Meanwhile, Asian economies have become increasingly
dependent on oil over the years. The Asia-Pacific Economic
Corp. noted “the risks posed by oil price volatility to the world
economic recovery and for developing economies that are
heavily dependent on oil market conditions…The level of
increase in oil prices is seen as a major risk to the robust growth
which is the outlook for the vast majority of APEC economies.”

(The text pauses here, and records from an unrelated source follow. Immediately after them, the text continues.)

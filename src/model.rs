//! Core data model: canonical incident records, category groups, and the
//! result/chart-metadata types every query produces.

use serde::Serialize;

/// Canonical column names used by result tables and chart metadata.
pub const COL_CATEGORY: &str = "category";
pub const COL_NEIGHBORHOOD: &str = "neighborhood";
pub const COL_WEEKDAY: &str = "weekday";
pub const COL_PERIOD: &str = "period";
pub const COL_MONTH: &str = "month";
pub const COL_ENVIRONMENT: &str = "environment";
pub const COL_COUNT: &str = "count";

/// Canonical values the union filters pivot on. The source data is a
/// Brazilian police export, so the vocabulary is Portuguese; all values are
/// upper-cased at ingest and compared exactly.
pub const DOMICILE_VIOLATION: &str = "VIOLACAO DE DOMICILIO";
pub const PROPERTY_DAMAGE: &str = "DANO";
pub const ENV_RESIDENCE: &str = "RESIDENCIA";
pub const ENV_COMMERCE: &str = "COMERCIO";

/// Higher-severity categories used by the dangerous-crime queries.
pub const DANGEROUS_CATEGORIES: &[&str] = &[
    "FURTO SIMPLES",
    "FURTO QUALIFICADO",
    "ROUBO",
    "DROGAS PARA O CONSUMO PESSOAL",
    "DANO",
    "ROUBO AGRAVADO",
    "VIOLACAO DE DOMICILIO",
    "FURTO DE COISA COMUM",
    "PORTE ILEGAL DE ARMA DE FOGO, ACESSORIO OU MUNICAO - USO PERMITIDO",
    "EXTORSAO MEDIANTE SEQUESTRO",
    "ROUBO COM RESULTADO DE LESAO CORPORAL GRAVE",
    "COMERCIO ILEGAL DE ARMA DE FOGO",
];

pub const THEFT_CATEGORIES: &[&str] =
    &["FURTO SIMPLES", "FURTO QUALIFICADO", "FURTO DE COISA COMUM"];

pub const ROBBERY_CATEGORIES: &[&str] = &[
    "ROUBO",
    "ROUBO AGRAVADO",
    "ROUBO COM RESULTADO DE LESAO CORPORAL GRAVE",
];

/// Union of [`THEFT_CATEGORIES`] and [`ROBBERY_CATEGORIES`].
pub const THEFT_ROBBERY_CATEGORIES: &[&str] = &[
    "FURTO SIMPLES",
    "FURTO QUALIFICADO",
    "FURTO DE COISA COMUM",
    "ROUBO",
    "ROUBO AGRAVADO",
    "ROUBO COM RESULTADO DE LESAO CORPORAL GRAVE",
];

/// Categories that plausibly occur against commercial premises.
pub const COMMERCE_CATEGORIES: &[&str] = &[
    "FURTO SIMPLES",
    "FURTO QUALIFICADO",
    "ROUBO",
    "DANO",
    "ROUBO AGRAVADO",
    "VIOLACAO DE DOMICILIO",
    "FURTO DE COISA COMUM",
    "ROUBO COM RESULTADO DE LESAO CORPORAL GRAVE",
];

pub fn group_contains(group: &[&str], category: &str) -> bool {
    group.iter().any(|member| *member == category)
}

/// One normalized incident row. String fields are trimmed and upper-cased at
/// ingest; `hour` is coerced to an integer with unparseable values mapped to
/// 0; `month` is the three-letter token from the export (JAN..DEZ).
#[derive(Debug, Clone, PartialEq, Eq)]
pub struct IncidentRecord {
    pub category: String,
    pub neighborhood: String,
    pub hour: i64,
    pub weekday: String,
    pub environment: String,
    pub month: String,
}

/// Ordered, immutable collection of incident records sharing one schema.
/// Queries only ever derive new tables from it.
#[derive(Debug, Clone, Default)]
pub struct IncidentTable {
    records: Vec<IncidentRecord>,
    year: Option<i32>,
}

impl IncidentTable {
    pub fn new(records: Vec<IncidentRecord>, year: Option<i32>) -> Self {
        Self { records, year }
    }

    pub fn records(&self) -> &[IncidentRecord] {
        &self.records
    }

    pub fn year(&self) -> Option<i32> {
        self.year
    }

    pub fn len(&self) -> usize {
        self.records.len()
    }

    pub fn is_empty(&self) -> bool {
        self.records.is_empty()
    }
}

/// A single result-table cell: either a grouping key or an aggregate count.
#[derive(Debug, Clone, PartialEq, Serialize)]
#[serde(untagged)]
pub enum Cell {
    Text(String),
    Count(u64),
}

impl Cell {
    pub fn as_display(&self) -> String {
        match self {
            Cell::Text(s) => s.clone(),
            Cell::Count(n) => n.to_string(),
        }
    }

    /// Numeric view used by the chart renderer; non-numeric text becomes 0.
    pub fn as_number(&self) -> f64 {
        match self {
            Cell::Count(n) => *n as f64,
            Cell::Text(s) => {
                let parsed = s.trim().parse::<f64>().unwrap_or(0.0);
                if parsed.is_finite() { parsed } else { 0.0 }
            }
        }
    }
}

/// Output of a catalogue query: named columns plus rows of cells. An empty
/// table is a legitimate answer, never an error.
#[derive(Debug, Clone, PartialEq, Serialize)]
pub struct ResultTable {
    pub columns: Vec<String>,
    pub rows: Vec<Vec<Cell>>,
}

impl ResultTable {
    pub fn new(columns: &[&str]) -> Self {
        Self {
            columns: columns.iter().map(|c| c.to_string()).collect(),
            rows: Vec::new(),
        }
    }

    pub fn column_index(&self, name: &str) -> Option<usize> {
        self.columns.iter().position(|c| c == name)
    }

    pub fn is_empty(&self) -> bool {
        self.rows.is_empty()
    }

    pub fn row_count(&self) -> usize {
        self.rows.len()
    }

    /// Rows rendered to strings, for the text-table output path.
    pub fn display_rows(&self) -> Vec<Vec<String>> {
        self.rows
            .iter()
            .map(|row| row.iter().map(Cell::as_display).collect())
            .collect()
    }
}

#[derive(Debug, Clone, Copy, PartialEq, Eq, Serialize)]
#[serde(rename_all = "lowercase")]
pub enum ChartKind {
    Bar,
    Line,
}

/// Chart metadata emitted alongside every result table.
#[derive(Debug, Clone, PartialEq, Serialize)]
pub struct ChartMeta {
    pub title: String,
    pub x_field: String,
    pub y_field: String,
    pub kind: ChartKind,
}

impl ChartMeta {
    pub fn bar(title: impl Into<String>, x_field: &str, y_field: &str) -> Self {
        Self {
            title: title.into(),
            x_field: x_field.to_string(),
            y_field: y_field.to_string(),
            kind: ChartKind::Bar,
        }
    }

    pub fn line(title: impl Into<String>, x_field: &str, y_field: &str) -> Self {
        Self {
            title: title.into(),
            x_field: x_field.to_string(),
            y_field: y_field.to_string(),
            kind: ChartKind::Line,
        }
    }
}

#[cfg(test)]
mod tests {
    use super::*;

    #[test]
    fn theft_robbery_is_union_of_theft_and_robbery() {
        for member in THEFT_CATEGORIES.iter().chain(ROBBERY_CATEGORIES) {
            assert!(group_contains(THEFT_ROBBERY_CATEGORIES, member));
        }
        assert_eq!(
            THEFT_ROBBERY_CATEGORIES.len(),
            THEFT_CATEGORIES.len() + ROBBERY_CATEGORIES.len()
        );
    }

    #[test]
    fn group_membership_is_exact_match() {
        assert!(group_contains(DANGEROUS_CATEGORIES, "ROUBO"));
        assert!(!group_contains(DANGEROUS_CATEGORIES, "roubo"));
        assert!(!group_contains(DANGEROUS_CATEGORIES, "ROUBO "));
    }

    #[test]
    fn cell_number_coerces_non_numeric_to_zero() {
        assert_eq!(Cell::Count(7).as_number(), 7.0);
        assert_eq!(Cell::Text("12".into()).as_number(), 12.0);
        assert_eq!(Cell::Text("CENTRO".into()).as_number(), 0.0);
        assert_eq!(Cell::Text("NaN".into()).as_number(), 0.0);
    }

    #[test]
    fn result_table_column_lookup() {
        let table = ResultTable::new(&[COL_CATEGORY, COL_COUNT]);
        assert_eq!(table.column_index(COL_CATEGORY), Some(0));
        assert_eq!(table.column_index(COL_COUNT), Some(1));
        assert_eq!(table.column_index("missing"), None);
        assert!(table.is_empty());
    }
}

It”s important to remember that since the end of the Gulf War,
cheap crude has been a major factor in fueling the worldwide
expansion. But when the trend reverses in the violent manner
in which it has, beware.
Despite the high value of the U.S. dollar against European
currencies, this was not a week to be traipsing about the English
countryside or checking out the sites in Belgium, Germany and
Spain, to name a few. Government leaders were faced with
their biggest crisis in years as it seemed that anyone whose
livelihood was dependent to any extent on the price of oil took
to the streets, blocking roads and refinery entrances and, in
some cases, bringing whole cities to their knees.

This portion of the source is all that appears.